**Work request:** In the entries below, find each line with the string "every" and copy it.

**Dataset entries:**
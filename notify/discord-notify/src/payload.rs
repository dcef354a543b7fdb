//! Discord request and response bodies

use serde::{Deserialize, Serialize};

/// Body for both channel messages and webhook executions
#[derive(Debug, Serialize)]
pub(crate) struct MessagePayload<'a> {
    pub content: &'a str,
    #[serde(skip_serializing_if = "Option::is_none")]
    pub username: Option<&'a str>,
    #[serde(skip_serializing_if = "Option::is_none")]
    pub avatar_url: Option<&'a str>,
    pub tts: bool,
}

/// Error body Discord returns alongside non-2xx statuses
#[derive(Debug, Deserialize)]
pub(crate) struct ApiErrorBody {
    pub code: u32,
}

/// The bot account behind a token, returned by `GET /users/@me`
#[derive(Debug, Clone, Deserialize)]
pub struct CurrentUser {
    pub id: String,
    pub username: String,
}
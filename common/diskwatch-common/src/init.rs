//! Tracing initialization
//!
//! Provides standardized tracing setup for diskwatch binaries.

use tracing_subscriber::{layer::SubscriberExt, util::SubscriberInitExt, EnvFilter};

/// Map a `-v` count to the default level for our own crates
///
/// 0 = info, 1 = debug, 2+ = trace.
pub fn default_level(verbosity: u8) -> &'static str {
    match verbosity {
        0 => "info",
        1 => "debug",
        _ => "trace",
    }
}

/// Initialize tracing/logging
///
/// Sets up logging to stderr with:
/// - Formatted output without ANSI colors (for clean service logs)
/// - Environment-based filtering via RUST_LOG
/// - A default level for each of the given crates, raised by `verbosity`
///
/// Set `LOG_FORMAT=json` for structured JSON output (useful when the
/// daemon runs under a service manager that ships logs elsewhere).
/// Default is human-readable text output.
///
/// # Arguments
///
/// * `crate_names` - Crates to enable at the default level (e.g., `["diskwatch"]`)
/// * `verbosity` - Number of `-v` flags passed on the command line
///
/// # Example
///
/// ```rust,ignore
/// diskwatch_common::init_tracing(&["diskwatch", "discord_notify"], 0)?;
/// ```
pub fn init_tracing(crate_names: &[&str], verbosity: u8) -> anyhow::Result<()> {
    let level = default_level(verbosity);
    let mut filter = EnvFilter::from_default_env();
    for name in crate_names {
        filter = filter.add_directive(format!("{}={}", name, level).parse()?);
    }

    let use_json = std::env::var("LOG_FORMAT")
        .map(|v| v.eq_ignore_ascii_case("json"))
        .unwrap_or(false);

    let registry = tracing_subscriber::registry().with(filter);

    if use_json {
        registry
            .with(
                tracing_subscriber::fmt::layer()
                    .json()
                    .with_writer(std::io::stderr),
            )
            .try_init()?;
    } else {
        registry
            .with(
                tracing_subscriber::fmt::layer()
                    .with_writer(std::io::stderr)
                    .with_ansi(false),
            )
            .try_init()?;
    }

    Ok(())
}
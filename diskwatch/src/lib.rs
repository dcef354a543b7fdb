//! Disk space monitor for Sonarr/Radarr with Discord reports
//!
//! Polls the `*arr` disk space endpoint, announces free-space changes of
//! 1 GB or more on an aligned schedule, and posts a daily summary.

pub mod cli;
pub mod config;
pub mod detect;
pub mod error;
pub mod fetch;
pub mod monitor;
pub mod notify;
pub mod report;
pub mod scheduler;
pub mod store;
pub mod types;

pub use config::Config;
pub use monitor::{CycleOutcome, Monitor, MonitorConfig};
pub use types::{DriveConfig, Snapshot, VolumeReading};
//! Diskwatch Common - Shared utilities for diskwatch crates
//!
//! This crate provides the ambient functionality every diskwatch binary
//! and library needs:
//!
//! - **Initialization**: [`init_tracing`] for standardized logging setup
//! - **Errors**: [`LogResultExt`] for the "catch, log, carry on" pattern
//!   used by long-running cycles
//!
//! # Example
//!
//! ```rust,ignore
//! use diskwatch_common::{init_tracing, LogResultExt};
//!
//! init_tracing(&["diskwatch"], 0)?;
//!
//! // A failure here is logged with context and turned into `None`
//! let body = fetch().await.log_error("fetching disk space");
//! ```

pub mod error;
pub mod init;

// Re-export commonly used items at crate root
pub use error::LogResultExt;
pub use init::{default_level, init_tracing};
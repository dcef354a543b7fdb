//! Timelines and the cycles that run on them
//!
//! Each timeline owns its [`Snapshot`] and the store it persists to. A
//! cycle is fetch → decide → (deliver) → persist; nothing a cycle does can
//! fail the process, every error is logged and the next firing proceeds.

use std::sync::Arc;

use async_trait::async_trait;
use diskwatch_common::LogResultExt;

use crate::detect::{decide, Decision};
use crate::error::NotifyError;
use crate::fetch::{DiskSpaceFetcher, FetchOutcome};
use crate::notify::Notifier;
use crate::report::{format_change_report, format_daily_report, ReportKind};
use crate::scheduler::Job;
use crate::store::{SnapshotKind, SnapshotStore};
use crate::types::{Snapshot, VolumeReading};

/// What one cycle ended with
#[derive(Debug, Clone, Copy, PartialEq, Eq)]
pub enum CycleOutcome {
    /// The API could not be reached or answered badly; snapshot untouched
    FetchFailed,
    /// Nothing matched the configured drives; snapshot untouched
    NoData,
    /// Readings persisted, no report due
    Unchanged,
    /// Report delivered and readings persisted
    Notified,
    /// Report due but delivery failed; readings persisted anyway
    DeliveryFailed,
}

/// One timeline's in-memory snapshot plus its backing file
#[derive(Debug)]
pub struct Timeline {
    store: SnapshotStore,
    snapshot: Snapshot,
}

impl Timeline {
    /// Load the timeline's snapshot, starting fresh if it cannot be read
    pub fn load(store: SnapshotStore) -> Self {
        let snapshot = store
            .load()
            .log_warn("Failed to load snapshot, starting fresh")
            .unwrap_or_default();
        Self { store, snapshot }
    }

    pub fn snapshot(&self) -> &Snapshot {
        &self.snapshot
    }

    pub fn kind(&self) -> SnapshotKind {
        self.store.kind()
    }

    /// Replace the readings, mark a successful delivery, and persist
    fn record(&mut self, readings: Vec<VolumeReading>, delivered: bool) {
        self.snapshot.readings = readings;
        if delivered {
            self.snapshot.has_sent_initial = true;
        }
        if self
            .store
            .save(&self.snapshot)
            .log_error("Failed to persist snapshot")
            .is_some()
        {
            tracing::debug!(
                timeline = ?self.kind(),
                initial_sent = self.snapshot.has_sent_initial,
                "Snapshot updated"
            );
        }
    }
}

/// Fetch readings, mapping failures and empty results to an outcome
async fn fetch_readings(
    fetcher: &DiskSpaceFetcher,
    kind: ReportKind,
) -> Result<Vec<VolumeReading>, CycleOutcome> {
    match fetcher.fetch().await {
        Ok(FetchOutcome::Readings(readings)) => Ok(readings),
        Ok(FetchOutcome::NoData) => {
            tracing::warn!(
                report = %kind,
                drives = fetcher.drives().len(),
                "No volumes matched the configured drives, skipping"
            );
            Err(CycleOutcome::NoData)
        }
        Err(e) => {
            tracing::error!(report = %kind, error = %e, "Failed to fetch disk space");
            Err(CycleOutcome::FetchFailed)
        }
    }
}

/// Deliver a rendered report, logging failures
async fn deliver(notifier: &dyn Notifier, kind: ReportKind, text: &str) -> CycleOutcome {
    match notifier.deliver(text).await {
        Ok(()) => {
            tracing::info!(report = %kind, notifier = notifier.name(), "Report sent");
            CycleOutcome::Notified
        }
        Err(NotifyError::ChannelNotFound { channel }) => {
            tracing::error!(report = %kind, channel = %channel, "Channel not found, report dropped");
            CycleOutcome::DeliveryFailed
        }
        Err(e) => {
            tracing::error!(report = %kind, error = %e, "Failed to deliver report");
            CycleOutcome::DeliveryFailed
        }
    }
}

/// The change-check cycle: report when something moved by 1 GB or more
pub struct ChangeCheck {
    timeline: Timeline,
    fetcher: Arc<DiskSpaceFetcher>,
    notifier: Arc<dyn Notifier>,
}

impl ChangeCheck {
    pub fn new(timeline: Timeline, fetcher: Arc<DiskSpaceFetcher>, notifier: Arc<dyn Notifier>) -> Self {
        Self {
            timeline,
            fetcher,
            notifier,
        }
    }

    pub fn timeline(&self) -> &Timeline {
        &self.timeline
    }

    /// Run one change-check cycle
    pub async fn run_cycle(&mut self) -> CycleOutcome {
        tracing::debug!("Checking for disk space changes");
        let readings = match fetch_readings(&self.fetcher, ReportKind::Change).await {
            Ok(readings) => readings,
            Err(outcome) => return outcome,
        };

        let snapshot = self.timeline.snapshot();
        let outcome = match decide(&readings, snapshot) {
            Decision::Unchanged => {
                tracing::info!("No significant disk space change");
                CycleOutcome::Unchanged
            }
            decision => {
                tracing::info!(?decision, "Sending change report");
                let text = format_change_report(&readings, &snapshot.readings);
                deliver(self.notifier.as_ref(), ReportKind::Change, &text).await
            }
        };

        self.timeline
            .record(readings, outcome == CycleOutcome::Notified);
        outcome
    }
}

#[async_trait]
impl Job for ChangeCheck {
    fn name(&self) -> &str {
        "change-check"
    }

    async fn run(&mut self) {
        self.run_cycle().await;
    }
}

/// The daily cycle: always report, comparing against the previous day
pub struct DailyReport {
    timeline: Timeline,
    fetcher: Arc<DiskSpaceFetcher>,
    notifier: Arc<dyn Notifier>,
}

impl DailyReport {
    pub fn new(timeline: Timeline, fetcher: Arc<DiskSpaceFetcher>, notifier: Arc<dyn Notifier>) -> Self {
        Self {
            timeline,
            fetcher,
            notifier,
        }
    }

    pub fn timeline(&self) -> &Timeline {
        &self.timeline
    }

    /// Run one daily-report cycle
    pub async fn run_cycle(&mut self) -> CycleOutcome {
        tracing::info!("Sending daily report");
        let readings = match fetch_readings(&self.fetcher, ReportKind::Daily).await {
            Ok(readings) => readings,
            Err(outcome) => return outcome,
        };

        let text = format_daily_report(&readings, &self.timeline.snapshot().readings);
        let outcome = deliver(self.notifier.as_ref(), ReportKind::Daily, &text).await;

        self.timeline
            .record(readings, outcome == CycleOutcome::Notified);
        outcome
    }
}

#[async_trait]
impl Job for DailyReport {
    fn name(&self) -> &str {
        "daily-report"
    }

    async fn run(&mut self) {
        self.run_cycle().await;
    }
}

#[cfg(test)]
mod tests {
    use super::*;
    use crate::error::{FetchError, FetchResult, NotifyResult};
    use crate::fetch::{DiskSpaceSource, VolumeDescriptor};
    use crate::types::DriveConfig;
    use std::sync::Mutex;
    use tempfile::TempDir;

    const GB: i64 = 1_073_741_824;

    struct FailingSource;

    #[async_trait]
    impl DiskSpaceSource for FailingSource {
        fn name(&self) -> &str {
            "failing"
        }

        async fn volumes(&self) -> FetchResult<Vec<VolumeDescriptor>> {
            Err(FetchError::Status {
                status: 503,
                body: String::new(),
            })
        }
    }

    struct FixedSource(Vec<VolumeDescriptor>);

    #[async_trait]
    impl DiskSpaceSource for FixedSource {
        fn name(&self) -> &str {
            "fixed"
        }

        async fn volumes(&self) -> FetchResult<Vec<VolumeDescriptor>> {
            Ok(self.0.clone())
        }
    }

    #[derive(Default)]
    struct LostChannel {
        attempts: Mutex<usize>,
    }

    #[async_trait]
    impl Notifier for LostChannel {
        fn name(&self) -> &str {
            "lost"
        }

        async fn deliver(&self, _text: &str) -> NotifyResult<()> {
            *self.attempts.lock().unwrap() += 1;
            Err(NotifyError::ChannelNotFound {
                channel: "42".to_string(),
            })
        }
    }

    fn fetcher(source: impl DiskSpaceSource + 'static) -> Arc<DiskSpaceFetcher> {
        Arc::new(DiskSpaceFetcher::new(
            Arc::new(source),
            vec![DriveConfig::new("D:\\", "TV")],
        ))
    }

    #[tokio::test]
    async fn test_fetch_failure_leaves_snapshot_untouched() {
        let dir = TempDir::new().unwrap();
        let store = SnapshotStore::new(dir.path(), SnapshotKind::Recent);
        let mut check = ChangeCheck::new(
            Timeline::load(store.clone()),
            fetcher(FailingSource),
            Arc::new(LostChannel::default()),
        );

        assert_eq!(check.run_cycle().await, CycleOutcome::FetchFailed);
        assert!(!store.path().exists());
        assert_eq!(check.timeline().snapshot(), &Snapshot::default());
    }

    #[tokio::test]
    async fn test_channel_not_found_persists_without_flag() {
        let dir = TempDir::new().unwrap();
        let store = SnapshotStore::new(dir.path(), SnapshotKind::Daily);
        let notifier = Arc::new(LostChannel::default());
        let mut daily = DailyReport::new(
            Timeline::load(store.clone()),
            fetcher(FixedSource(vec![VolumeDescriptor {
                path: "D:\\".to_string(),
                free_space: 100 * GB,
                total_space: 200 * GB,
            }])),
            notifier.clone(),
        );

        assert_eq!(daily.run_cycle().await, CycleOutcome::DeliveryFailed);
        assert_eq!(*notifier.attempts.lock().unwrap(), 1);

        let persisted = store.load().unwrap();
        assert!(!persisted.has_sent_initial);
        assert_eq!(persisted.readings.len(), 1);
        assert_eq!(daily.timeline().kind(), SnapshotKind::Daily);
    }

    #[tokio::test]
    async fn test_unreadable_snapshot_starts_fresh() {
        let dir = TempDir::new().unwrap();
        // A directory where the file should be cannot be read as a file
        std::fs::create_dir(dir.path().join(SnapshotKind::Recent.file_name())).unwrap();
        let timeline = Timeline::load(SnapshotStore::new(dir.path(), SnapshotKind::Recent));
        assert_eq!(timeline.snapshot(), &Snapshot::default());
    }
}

**Your solution:**
//! This crate provides the ambient functionality every diskwatch binary
//! fail the process, every error is logged and the next firing proceeds.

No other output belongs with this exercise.